At this point I want to ask a question – Why are people so scared of conscientious objection? 

Isn’t allowing conscientious objection just a sop to the pearl clutchers, the selfish and the weak minded? Why should we allow any healthcare professional to refuse to do something within the sphere of their job role, just because they feel bad about it? Why can’t we just force people to do the job that they’re employed to do? That’s how these objections might be pitched, and the responses are usually framed in a negative light. I’ll admit that for a long while I thought conscientious objection clauses were there largely to protect the occasional individual who had funny ideas – but circumstances have led me to reconsider my own practice over the last number of years, and to consider my motives for doing, or not doing, certain things. The time that I’ve spent thinking about this has actually been productive and valuable for me, and I want to offer this suggestion – conscientious objection has made me a better doctor. Why do I think that? I’m going to pinch a number of points from an article by Trevor Stammers [which I’ve already blogged about here] which outlined very clearly for me why the right to conscientious objection is not a luxury, but a necessity for our health service.
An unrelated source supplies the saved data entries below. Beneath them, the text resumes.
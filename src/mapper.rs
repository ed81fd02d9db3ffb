//! Mount resolution and local/remote path translation.
//!
//! Matching is a plain string-prefix test against the configured prefixes, in
//! configuration order. It is not segment aware: a mount at `/data` also claims
//! `/data2/file`. Configurations that rely on one prefix extending another must
//! list the longer prefix first.

use crate::config::{Config, MountConfig};

#[derive(Debug, Clone, Default)]
pub struct PathMapper {
    mounts: Vec<MountConfig>,
}

impl PathMapper {
    pub fn new(mounts: Vec<MountConfig>) -> Self {
        Self { mounts }
    }

    pub fn from_config(config: &Config) -> Self {
        Self::new(config.mounted_paths.clone())
    }

    pub fn mounts(&self) -> &[MountConfig] {
        &self.mounts
    }

    /// First mount whose local prefix starts `path`.
    pub fn resolve_for_local(&self, path: &str) -> Option<&MountConfig> {
        self.mounts
            .iter()
            .find(|m| path.starts_with(m.local_prefix.as_str()))
    }

    /// First mount whose remote prefix starts `path`.
    pub fn resolve_for_remote(&self, path: &str) -> Option<&MountConfig> {
        self.mounts
            .iter()
            .find(|m| path.starts_with(m.remote_prefix.as_str()))
    }

    /// Local match, then remote match, then the default (first) mount.
    ///
    /// Only returns `None` when no mounts are configured.
    pub fn resolve_best(&self, path: Option<&str>) -> Option<&MountConfig> {
        path.and_then(|p| self.resolve_for_local(p).or_else(|| self.resolve_for_remote(p)))
            .or_else(|| self.mounts.first())
    }

    /// Translate a local path into a shell-ready remote path.
    pub fn to_remote(local_path: &str, mount: &MountConfig) -> String {
        escape_spaces(&local_path.replacen(&mount.local_prefix, &mount.remote_prefix, 1))
    }

    /// Translate a remote path back into the local mount, if any mount claims it.
    pub fn to_local(&self, remote_path: &str) -> Option<String> {
        let mount = self.resolve_for_remote(remote_path)?;
        Some(remote_path.replacen(&mount.remote_prefix, &mount.local_prefix, 1))
    }

    /// Local path of a file named relative to the mount's remote project root.
    pub fn project_file_to_local(mount: &MountConfig, relative: &str) -> String {
        join_remote(&mount.remote_project_path, relative).replacen(
            &mount.remote_prefix,
            &mount.local_prefix,
            1,
        )
    }
}

/// Join `relative` onto `base`; an absolute `relative` replaces the base.
pub fn join_remote(base: &str, relative: &str) -> String {
    if relative.starts_with('/') || base.is_empty() {
        relative.to_string()
    } else if base.ends_with('/') {
        format!("{base}{relative}")
    } else {
        format!("{base}/{relative}")
    }
}

/// Backslash-escape spaces so the path survives as a single shell word.
pub fn escape_spaces(path: &str) -> String {
    path.replace(' ', "\\ ")
}

pub fn unescape_spaces(path: &str) -> String {
    path.replace("\\ ", " ")
}
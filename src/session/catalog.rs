//! Cached remote project listings, keyed by remote host.

use std::collections::HashMap;
use std::path::Path;

use serde::{Deserialize, Serialize};

use crate::config::MountConfig;

/// Cache key used for mounts that run commands locally.
pub const LOCAL_HOST_KEY: &str = "local";

/// One cached listing.
#[derive(Debug, Clone, PartialEq, Serialize, Deserialize)]
pub struct CatalogEntry {
    /// Paths relative to the remote project root, in listing order.
    pub files: Vec<String>,
    /// Epoch seconds of the fetch.
    pub fetched_at: f64,
}

#[derive(Debug, Clone, Default, Serialize, Deserialize)]
pub struct RemoteCatalog {
    #[serde(skip)]
    cache_timeout: f64,
    hosts: HashMap<String, CatalogEntry>,
}

impl RemoteCatalog {
    pub fn new(cache_timeout_secs: u64) -> Self {
        Self {
            cache_timeout: cache_timeout_secs as f64,
            hosts: HashMap::new(),
        }
    }

    pub fn cache_timeout(&self) -> f64 {
        self.cache_timeout
    }

    /// Cached files for `host` unless a reload is forced or the entry is older
    /// than the cache timeout.
    pub fn fresh(&self, host: &str, now: f64, force_reload: bool) -> Option<&[String]> {
        if force_reload {
            return None;
        }
        self.hosts
            .get(host)
            .filter(|entry| now - entry.fetched_at <= self.cache_timeout)
            .map(|entry| entry.files.as_slice())
    }

    pub fn store(&mut self, host: &str, files: Vec<String>, now: f64) {
        self.hosts.insert(
            host.to_string(),
            CatalogEntry {
                files,
                fetched_at: now,
            },
        );
    }

    pub fn entry(&self, host: &str) -> Option<&CatalogEntry> {
        self.hosts.get(host)
    }

    pub fn invalidate(&mut self, host: &str) -> bool {
        self.hosts.remove(host).is_some()
    }

    pub fn invalidate_all(&mut self) {
        self.hosts.clear();
    }

    pub fn len(&self) -> usize {
        self.hosts.len()
    }

    pub fn is_empty(&self) -> bool {
        self.hosts.is_empty()
    }

    /// Load a persisted catalog. A missing file yields an empty catalog.
    pub fn load(path: &Path, cache_timeout_secs: u64) -> Result<Self, std::io::Error> {
        let mut catalog = if path.exists() {
            let content = std::fs::read_to_string(path)?;
            serde_json::from_str::<Self>(&content)
                .map_err(|e| std::io::Error::new(std::io::ErrorKind::InvalidData, e))?
        } else {
            Self::default()
        };
        catalog.cache_timeout = cache_timeout_secs as f64;
        Ok(catalog)
    }

    pub fn save(&self, path: &Path) -> Result<(), std::io::Error> {
        if let Some(parent) = path.parent() {
            std::fs::create_dir_all(parent)?;
        }
        let content = serde_json::to_string_pretty(self)?;
        std::fs::write(path, content)
    }
}

/// Identity of the host a mount's listing comes from.
///
/// Mounts without a remote host all run on this machine, so their key also
/// carries the project path to keep their listings apart.
pub fn host_key(mount: &MountConfig) -> String {
    match mount.host() {
        Some(host) => host.to_string(),
        None => format!("{LOCAL_HOST_KEY}:{}", mount.remote_project_path),
    }
}

/// Split listing output into relative paths, dropping blank lines.
pub fn parse_listing(stdout: &str) -> Vec<String> {
    stdout
        .lines()
        .map(|l| l.trim_end_matches('\r'))
        .filter(|l| !l.trim().is_empty())
        .map(str::to_string)
        .collect()
}
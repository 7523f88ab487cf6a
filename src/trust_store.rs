//! Trusted issuer certificates.
//!
//! A [`TrustStore`] only enumerates aliased, DER encoded certificates; [`TrustStoreIndex`]
//! decodes them and finds the one whose subject matches an issuer name. Nothing is cached:
//! every lookup enumerates the store again.

use std::sync::Arc;

use der::Decode;
use tracing::debug;
use x509_cert::name::Name;
use x509_cert::Certificate;

use crate::audit::{AuditLog, TracingAudit};
use crate::request::IssuerLookup;
use crate::{Error, Result};

#[cfg(feature = "pem")]
use crate::config::TrustStoreSettings;

/// One aliased certificate held by a [`TrustStore`].
#[derive(Clone, Debug, PartialEq, Eq)]
pub struct TrustStoreEntry {
    /// Name of the entry within its store.
    pub alias: String,
    /// DER encoded certificate.
    pub der: Vec<u8>,
}

/// Read-only, enumerable set of trusted certificates.
pub trait TrustStore {
    /// Where the store lives, for audit messages.
    fn location(&self) -> String;

    /// Enumerate every entry, in the store's own order.
    ///
    /// # Errors
    ///
    /// [`Error::TrustStore`] if the store cannot be opened or enumerated.
    fn entries(&self) -> Result<Vec<TrustStoreEntry>>;
}

impl<T: TrustStore + ?Sized> TrustStore for &T {
    fn location(&self) -> String {
        (**self).location()
    }

    fn entries(&self) -> Result<Vec<TrustStoreEntry>> {
        (**self).entries()
    }
}

impl<T: TrustStore + ?Sized> TrustStore for Arc<T> {
    fn location(&self) -> String {
        (**self).location()
    }

    fn entries(&self) -> Result<Vec<TrustStoreEntry>> {
        (**self).entries()
    }
}

/// Trust store held in memory.
#[derive(Clone, Debug, Default)]
pub struct MemoryTrustStore {
    name: String,
    entries: Vec<TrustStoreEntry>,
}

impl MemoryTrustStore {
    /// Empty store called `name`.
    pub fn new(name: impl Into<String>) -> Self {
        Self {
            name: name.into(),
            entries: Vec::new(),
        }
    }

    /// Add a DER encoded certificate under `alias`. The bytes are not checked here.
    pub fn insert_der(&mut self, alias: impl Into<String>, der: impl Into<Vec<u8>>) {
        self.entries.push(TrustStoreEntry {
            alias: alias.into(),
            der: der.into(),
        });
    }

    /// Add `certificate` under `alias`.
    pub fn insert(&mut self, alias: impl Into<String>, certificate: &Certificate) -> Result<()> {
        let der = der::Encode::to_der(certificate).map_err(Error::Encoding)?;
        self.insert_der(alias, der);
        Ok(())
    }

    /// Number of entries.
    pub fn len(&self) -> usize {
        self.entries.len()
    }

    /// Whether the store has no entries.
    pub fn is_empty(&self) -> bool {
        self.entries.is_empty()
    }
}

impl TrustStore for MemoryTrustStore {
    fn location(&self) -> String {
        self.name.clone()
    }

    fn entries(&self) -> Result<Vec<TrustStoreEntry>> {
        Ok(self.entries.clone())
    }
}

/// Trust store backed by a bundle of PEM encoded certificates on disk.
///
/// The file is read on every enumeration. Every block in the bundle must be a `CERTIFICATE`;
/// anything else makes the whole store unreadable.
#[cfg(feature = "pem")]
#[derive(Clone, Debug)]
pub struct PemTrustStore {
    settings: TrustStoreSettings,
}

#[cfg(feature = "pem")]
impl PemTrustStore {
    /// Store reading the bundle named by `settings`.
    pub fn new(settings: TrustStoreSettings) -> Self {
        Self { settings }
    }
}

#[cfg(feature = "pem")]
impl TrustStore for PemTrustStore {
    fn location(&self) -> String {
        self.settings.path.display().to_string()
    }

    fn entries(&self) -> Result<Vec<TrustStoreEntry>> {
        if self.settings.is_blank() {
            return Err(Error::trust_store(
                self.location(),
                "no truststore path configured",
            ));
        }

        let bundle = std::fs::read(&self.settings.path)
            .map_err(|err| Error::trust_store(self.location(), err))?;
        // `load_pem_chain` does not accept an empty input.
        if bundle.iter().all(u8::is_ascii_whitespace) {
            return Ok(Vec::new());
        }

        let certificates = Certificate::load_pem_chain(&bundle)
            .map_err(|err| Error::trust_store(self.location(), err))?;
        certificates
            .iter()
            .enumerate()
            .map(|(index, certificate)| {
                Ok(TrustStoreEntry {
                    alias: format!("{}#{index}", self.location()),
                    der: der::Encode::to_der(certificate)
                        .map_err(|err| Error::trust_store(self.location(), err))?,
                })
            })
            .collect()
    }
}

/// Finds issuer certificates in a [`TrustStore`], auditing every read.
#[derive(Clone, Debug)]
pub struct TrustStoreIndex<S, L = TracingAudit> {
    store: S,
    audit: L,
}

impl<S: TrustStore> TrustStoreIndex<S> {
    /// Index over `store`, auditing through `tracing`.
    pub fn new(store: S) -> Self {
        Self::with_audit(store, TracingAudit)
    }
}

impl<S: TrustStore, L: AuditLog> TrustStoreIndex<S, L> {
    /// Index over `store`, auditing through `audit`.
    pub fn with_audit(store: S, audit: L) -> Self {
        Self { store, audit }
    }

    /// Return the first trusted certificate whose subject equals `issuer`.
    ///
    /// Names are compared structurally, so attribute order and string encoding matter.
    /// Entries that fail to decode are skipped.
    pub fn find(&self, issuer: &Name) -> Result<Certificate> {
        let entries = self.store.entries()?;
        self.audit.audit(&format!(
            "Truststore at {} was read by the OCSP verifier.",
            self.store.location()
        ));

        for entry in entries {
            match Certificate::from_der(&entry.der) {
                Ok(certificate) if certificate.tbs_certificate.subject == *issuer => {
                    debug!(alias = %entry.alias, %issuer, "Found issuer in truststore.");
                    return Ok(certificate);
                }
                Ok(_) => {}
                Err(err) => debug!(
                    alias = %entry.alias,
                    error = %err,
                    "Problem loading truststore certificate. Continuing OCSP check."
                ),
            }
        }

        Err(Error::IssuerNotFound {
            issuer: issuer.to_string(),
        })
    }
}

impl<S: TrustStore, L: AuditLog> IssuerLookup for TrustStoreIndex<S, L> {
    fn find_issuer(&self, issuer: &Name) -> Result<Certificate> {
        self.find(issuer)
    }
}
  • Conscientious objection protects patients. A very simple example for me – I don’t prescribe the contraceptive pill. That means that when I get handed my large bunch of prescriptions to sign every day, I am looking at every single one of those scripts carefully and rigorously to ensure that I know what I am signing off on. At the other end of the spectrum, consider a system where doctors have to participate in euthanasia – where is the protection from the next Harold Shipman, where are the concerned workers monitoring and reflecting and critiquing?
  • Conscientious objection protects healthcare institutions. It “fosters the moral agency of healthcare professionals necessary for such institutions to run properly” (Stammers). Basically, if you can’t criticise the system, then you can’t help to fix the system. And if you’ve got experience of the monolith that is the NHS, you’ll know that there is lots that needs to be fixed!
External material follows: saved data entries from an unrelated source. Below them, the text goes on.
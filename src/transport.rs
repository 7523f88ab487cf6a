//! HTTP transport to OCSP responders.
//!
//! The verifier only needs one operation: POST an encoded request to a responder URL and get
//! the status code and body back. Connect and read timeouts belong to the transport.

use std::sync::Arc;

use url::Url;

/// What a responder sent back.
#[derive(Clone, Debug, PartialEq, Eq)]
pub struct TransportResponse {
    /// HTTP status code.
    pub status: u16,
    /// Response body, `None` when the responder sent no entity.
    pub body: Option<Vec<u8>>,
}

impl TransportResponse {
    /// `200 OK` carrying `body`.
    pub fn ok(body: impl Into<Vec<u8>>) -> Self {
        Self {
            status: 200,
            body: Some(body.into()),
        }
    }

    /// Whether the status code is in the 2xx range.
    pub fn is_success(&self) -> bool {
        (200..300).contains(&self.status)
    }
}

/// Failure to exchange a request with a responder.
#[derive(Debug, thiserror::Error)]
pub enum TransportError {
    /// The responder did not answer in time.
    #[error("request timed out")]
    Timeout,

    /// The responder answered with a non-success status code.
    #[error("responder answered with HTTP status {0}")]
    Status(u16),

    /// Any other connection or protocol failure.
    #[error("request failed: {0}")]
    Request(String),
}

/// Sends encoded OCSP requests.
pub trait ResponderTransport {
    /// POST `body` to `url` with `Content-Type: application/ocsp-request` and
    /// `Accept: application/ocsp-response`. Exactly one attempt; no retries.
    fn post(&self, url: &Url, body: &[u8]) -> Result<TransportResponse, TransportError>;
}

impl<T: ResponderTransport + ?Sized> ResponderTransport for &T {
    fn post(&self, url: &Url, body: &[u8]) -> Result<TransportResponse, TransportError> {
        (**self).post(url, body)
    }
}

impl<T: ResponderTransport + ?Sized> ResponderTransport for Arc<T> {
    fn post(&self, url: &Url, body: &[u8]) -> Result<TransportResponse, TransportError> {
        (**self).post(url, body)
    }
}

impl<T: ResponderTransport + ?Sized> ResponderTransport for Box<T> {
    fn post(&self, url: &Url, body: &[u8]) -> Result<TransportResponse, TransportError> {
        (**self).post(url, body)
    }
}

#[cfg(feature = "http")]
pub use self::http::HttpTransport;

#[cfg(feature = "http")]
mod http {
    use core::time::Duration;

    use reqwest::blocking::Client;
    use reqwest::header::{ACCEPT, CONTENT_TYPE};
    use url::Url;

    use super::{ResponderTransport, TransportError, TransportResponse};
    use crate::ocsp::{OCSP_REQUEST_CONTENT_TYPE, OCSP_RESPONSE_CONTENT_TYPE};

    /// [`ResponderTransport`] over a blocking `reqwest` client.
    ///
    /// The blocking client runs its own runtime and panics when created or used from within an
    /// async executor. Inside a `tokio` runtime, run checks through
    /// `tokio::task::spawn_blocking` or on a dedicated thread.
    #[derive(Clone, Debug)]
    pub struct HttpTransport {
        client: Client,
    }

    impl HttpTransport {
        /// Timeout used by [`HttpTransport::new`].
        pub const DEFAULT_TIMEOUT: Duration = Duration::from_secs(10);

        /// Transport with [`Self::DEFAULT_TIMEOUT`].
        pub fn new() -> Result<Self, TransportError> {
            Self::with_timeout(Self::DEFAULT_TIMEOUT)
        }

        /// Transport whose requests give up after `timeout`.
        pub fn with_timeout(timeout: Duration) -> Result<Self, TransportError> {
            let client = Client::builder()
                .timeout(timeout)
                .build()
                .map_err(|e| TransportError::Request(format!("failed to create HTTP client: {e}")))?;
            Ok(Self { client })
        }

        /// Transport reusing an existing client (and its TLS and proxy settings).
        pub fn from_client(client: Client) -> Self {
            Self { client }
        }
    }

    impl ResponderTransport for HttpTransport {
        fn post(&self, url: &Url, body: &[u8]) -> Result<TransportResponse, TransportError> {
            let response = self
                .client
                .post(url.clone())
                .header(CONTENT_TYPE, OCSP_REQUEST_CONTENT_TYPE)
                .header(ACCEPT, OCSP_RESPONSE_CONTENT_TYPE)
                .body(body.to_vec())
                .send()
                .map_err(map_error)?;

            let status = response.status().as_u16();
            let bytes = response.bytes().map_err(map_error)?;
            Ok(TransportResponse {
                status,
                body: (!bytes.is_empty()).then(|| bytes.to_vec()),
            })
        }
    }

    fn map_error(err: reqwest::Error) -> TransportError {
        if err.is_timeout() {
            TransportError::Timeout
        } else {
            TransportError::Request(err.to_string())
        }
    }
}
  • Conscientious objection improves patient wellbeing. If I am sensitive to the ethical implications of my practice, then I will also be sensitive to the needs of my patient, not just when they share my beliefs.
  • Conscientious objection promotes moral integrity – to be forced to act in a way which runs counter to your beliefs is not morally consistent, and is not compatible with human flourishing.
  • I’ll end with Trevor Stammers’ final point too – “If conscientious objection is outlawed, the whole purpose of medicine becomes distorted… put simply, if the doctor merely does as the state or patient dictates, what place is there for professional judgement, clinical experience and the objects of medicine – to cure sometimes, relieve often, but comfort and care always?